First, we take $n$ values of $x_i \in \mathbb F_r$ (this could be arbitrary like $1, 2, \ldots, n$ or some roots of unity). Then we assume that $a_0=s$ take $k-1$ random values $a_i \in \mathbb F_r (i=1,2,\ldots, k-1)$ and calculate a polynomial $f(x)=a_0 + a_1x + \ldots + a_{k-1}x^{k-1}$.

Next we calculate $n$ points $(x_i, s_i:=f(x_i))$ and give $s_i$ to each signing party. Each $(x_i, s_i:=f(x_i))$ is a private key. $K:=[s]P$ is public key that we make available to verifiers. Note that having $k$ private keys $(x_i, s_i)$ we can recover the private key $s$ using Lagrange interpolation:

$$s=a_0=f(0)=\sum_{j=0}^{k-1}s_j\prod_{i=0, i \ne j}^{k-1}\frac{x_i}{x_i-x_j}$$

This is how Shamir Secret Sharing works. In essence we take $n \ge k$ points of a polynomial of degree $k-1$. Knowing $k$ points we can reconstruct this polynomial and thus find $a_0$ which is our private key. At the same time having less than $k$ points is not enough to infer anything.

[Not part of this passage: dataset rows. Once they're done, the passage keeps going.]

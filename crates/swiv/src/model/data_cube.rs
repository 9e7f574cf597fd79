// SPDX-License-Identifier: AGPL-3.0-only
// Copyright (C) 2024 Jonathan Lee
// This program is free software: you can redistribute it and/or modify
// it under the terms of the GNU Affero General Public License version 3
// as published by the Free Software Foundation.
// This program is distributed in the hope that it will be useful,
// but WITHOUT ANY WARRANTY; without even the implied warranty of
// MERCHANTABILITY or FITNESS FOR A PARTICULAR PURPOSE.
// See the GNU Affero General Public License for more details.
// You should have received a copy of the GNU Affero General Public License
// along with this program. If not, see https://www.gnu.org/licenses/.

use crate::error::ModelError;
use serde::{Deserialize, Serialize};
use std::fmt;

pub const DEFAULT_MAX_SPLITS: usize = 3;
pub const DEFAULT_LIMITS: [u32; 5] = [5, 10, 25, 50, 100];

#[derive(Debug, Clone, Copy, PartialEq, Eq, Hash, Serialize, Deserialize)]
#[serde(rename_all = "lowercase")]
pub enum DimensionKind {
    String,
    Number,
    Time,
    Boolean,
}

impl DimensionKind {
    pub fn as_str(&self) -> &'static str {
        match self {
            DimensionKind::String => "string",
            DimensionKind::Number => "number",
            DimensionKind::Time => "time",
            DimensionKind::Boolean => "boolean",
        }
    }

    pub fn is_continuous(&self) -> bool {
        matches!(self, DimensionKind::Time | DimensionKind::Number)
    }
}

impl fmt::Display for DimensionKind {
    fn fmt(&self, f: &mut fmt::Formatter<'_>) -> fmt::Result {
        f.write_str(self.as_str())
    }
}

#[derive(Debug, Clone, Copy, PartialEq, Eq, Hash, Serialize, Deserialize)]
#[serde(rename_all = "camelCase")]
pub enum BucketingStrategy {
    DefaultBucket,
    DefaultNoBucket,
}

fn default_limits() -> Vec<u32> {
    DEFAULT_LIMITS.to_vec()
}

#[derive(Debug, Clone, PartialEq, Serialize, Deserialize)]
#[serde(rename_all = "camelCase")]
pub struct Dimension {
    pub name: String,
    #[serde(default)]
    pub title: String,
    pub kind: DimensionKind,
    /// `"self"` or the name of a measure/dimension to order this dimension by.
    #[serde(default, skip_serializing_if = "Option::is_none")]
    pub sort_strategy: Option<String>,
    #[serde(default, skip_serializing_if = "Option::is_none")]
    pub bucketing_strategy: Option<BucketingStrategy>,
    #[serde(default = "default_limits")]
    pub limits: Vec<u32>,
}

impl Dimension {
    pub fn new(name: impl Into<String>, kind: DimensionKind) -> Self {
        let name = name.into();
        Self {
            title: title_case(&name),
            name,
            kind,
            sort_strategy: None,
            bucketing_strategy: None,
            limits: default_limits(),
        }
    }

    pub fn with_title(mut self, title: impl Into<String>) -> Self {
        self.title = title.into();
        self
    }

    pub fn with_sort_strategy(mut self, strategy: impl Into<String>) -> Self {
        self.sort_strategy = Some(strategy.into());
        self
    }

    pub fn with_bucketing_strategy(mut self, strategy: BucketingStrategy) -> Self {
        self.bucketing_strategy = Some(strategy);
        self
    }

    pub fn with_limits(mut self, limits: Vec<u32>) -> Self {
        self.limits = limits;
        self
    }

    pub fn is_continuous(&self) -> bool {
        self.kind.is_continuous()
    }

    pub fn can_bucket_by_default(&self) -> bool {
        self.is_continuous() && self.bucketing_strategy != Some(BucketingStrategy::DefaultNoBucket)
    }

    pub fn display_title(&self) -> &str {
        if self.title.is_empty() {
            &self.name
        } else {
            &self.title
        }
    }
}

#[derive(Debug, Clone, PartialEq, Serialize, Deserialize)]
pub struct Measure {
    pub name: String,
    #[serde(default)]
    pub title: String,
}

impl Measure {
    pub fn new(name: impl Into<String>) -> Self {
        let name = name.into();
        Self {
            title: title_case(&name),
            name,
        }
    }

    pub fn with_title(mut self, title: impl Into<String>) -> Self {
        self.title = title.into();
        self
    }

    pub fn display_title(&self) -> &str {
        if self.title.is_empty() {
            &self.name
        } else {
            &self.title
        }
    }
}

/// Schema root: the dimension and measure catalogs a query is built against.
#[derive(Debug, Clone, PartialEq, Serialize, Deserialize)]
#[serde(rename_all = "camelCase")]
pub struct DataCube {
    pub name: String,
    #[serde(default)]
    pub title: String,
    #[serde(default)]
    pub dimensions: Vec<Dimension>,
    #[serde(default)]
    pub measures: Vec<Measure>,
    #[serde(default)]
    pub default_selected_measures: Vec<String>,
    #[serde(default, skip_serializing_if = "Option::is_none")]
    pub max_splits: Option<usize>,
}

impl DataCube {
    pub fn new(name: impl Into<String>) -> Self {
        let name = name.into();
        Self {
            title: title_case(&name),
            name,
            dimensions: Vec::new(),
            measures: Vec::new(),
            default_selected_measures: Vec::new(),
            max_splits: None,
        }
    }

    pub fn with_dimension(mut self, dimension: Dimension) -> Self {
        self.dimensions.push(dimension);
        self
    }

    pub fn with_measure(mut self, measure: Measure) -> Self {
        self.measures.push(measure);
        self
    }

    pub fn with_default_selected_measures(mut self, measures: Vec<String>) -> Self {
        self.default_selected_measures = measures;
        self
    }

    pub fn with_max_splits(mut self, max_splits: usize) -> Self {
        self.max_splits = Some(max_splits);
        self
    }

    pub fn max_splits(&self) -> usize {
        self.max_splits.unwrap_or(DEFAULT_MAX_SPLITS)
    }

    pub fn get_dimension(&self, name: &str) -> Option<&Dimension> {
        self.dimensions.iter().find(|d| d.name == name)
    }

    /// Looks up a dimension that split or sort construction already checked.
    ///
    /// # Panics
    ///
    /// Panics when `name` is not a dimension of this cube. Rule evaluation
    /// relies on referential integrity established by whoever built the splits.
    pub fn dimension(&self, name: &str) -> &Dimension {
        self.get_dimension(name)
            .unwrap_or_else(|| panic!("dimension not found: '{name}' in '{}'", self.name))
    }

    pub fn try_dimension(&self, name: &str) -> Result<&Dimension, ModelError> {
        self.get_dimension(name)
            .ok_or_else(|| ModelError::DimensionNotFound {
                data_cube: self.name.clone(),
                name: name.to_string(),
            })
    }

    pub fn get_measure(&self, name: &str) -> Option<&Measure> {
        self.measures.iter().find(|m| m.name == name)
    }

    pub fn try_measure(&self, name: &str) -> Result<&Measure, ModelError> {
        self.get_measure(name).ok_or_else(|| ModelError::MeasureNotFound {
            data_cube: self.name.clone(),
            name: name.to_string(),
        })
    }

    pub fn dimensions_by_kind(&self, kind: DimensionKind) -> Vec<&Dimension> {
        self.dimensions.iter().filter(|d| d.kind == kind).collect()
    }

    pub fn has_dimension_of_kind(&self, kind: DimensionKind) -> bool {
        self.dimensions.iter().any(|d| d.kind == kind)
    }

    pub fn continuous_dimensions(&self) -> Vec<&Dimension> {
        let mut dimensions = self.dimensions_by_kind(DimensionKind::Time);
        dimensions.extend(self.dimensions_by_kind(DimensionKind::Number));
        dimensions
    }

    pub fn default_measures(&self) -> Vec<&Measure> {
        self.default_selected_measures
            .iter()
            .filter_map(|name| self.get_measure(name))
            .collect()
    }
}

pub(crate) fn title_case(name: &str) -> String {
    let mut title = String::with_capacity(name.len());
    let mut upper_next = true;
    for c in name.chars() {
        if c == '_' || c == '-' {
            title.push(' ');
            upper_next = true;
        } else if upper_next {
            title.extend(c.to_uppercase());
            upper_next = false;
        } else if c.is_uppercase() {
            title.push(' ');
            title.push(c);
        } else {
            title.push(c);
        }
    }
    title
}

Now we use this technique for threshold signatures. Assume we have $k$ out of $n$ signatures:

$$(x_i,S_i:=[s_i]H(m))$$

Then the verifier has the following data:

$$m, H(m), K \\ (x_{i_1}, S_{i_1}), \ldots, (x_{i_k}, S_{i_k}) \\$$

The verification procedure then:

$$\alpha_{\lambda}(K, H(m))=\alpha_{\lambda}([s]P, H(m))=\alpha_{\lambda}(P, [s]H(m))= \\ \alpha_{\lambda}(P, [\sum_{j=0}^{k-1}s_j\prod_{i=0, i \ne j}^{k-1}\frac{x_i}{x_i-x_j}]H(m))= \\ \alpha_{\lambda}(P, [\sum_{j=0}^{k-1}b_js_j]H(m))= \\ \alpha_{\lambda}(P, \sum_{j=0}^{k-1}[b_j]S_j)$$

So all the verifier needs to check is:

$$\alpha_{\lambda}(K, H(m))=\alpha_{\lambda}(P, \sum_{j=0}^{k-1}[\prod_{i=0, i \ne j}^{k-1}\frac{x_i}{x_i-x_j}]S_j)$$

then we have correct $k$ out of $n$ signatures.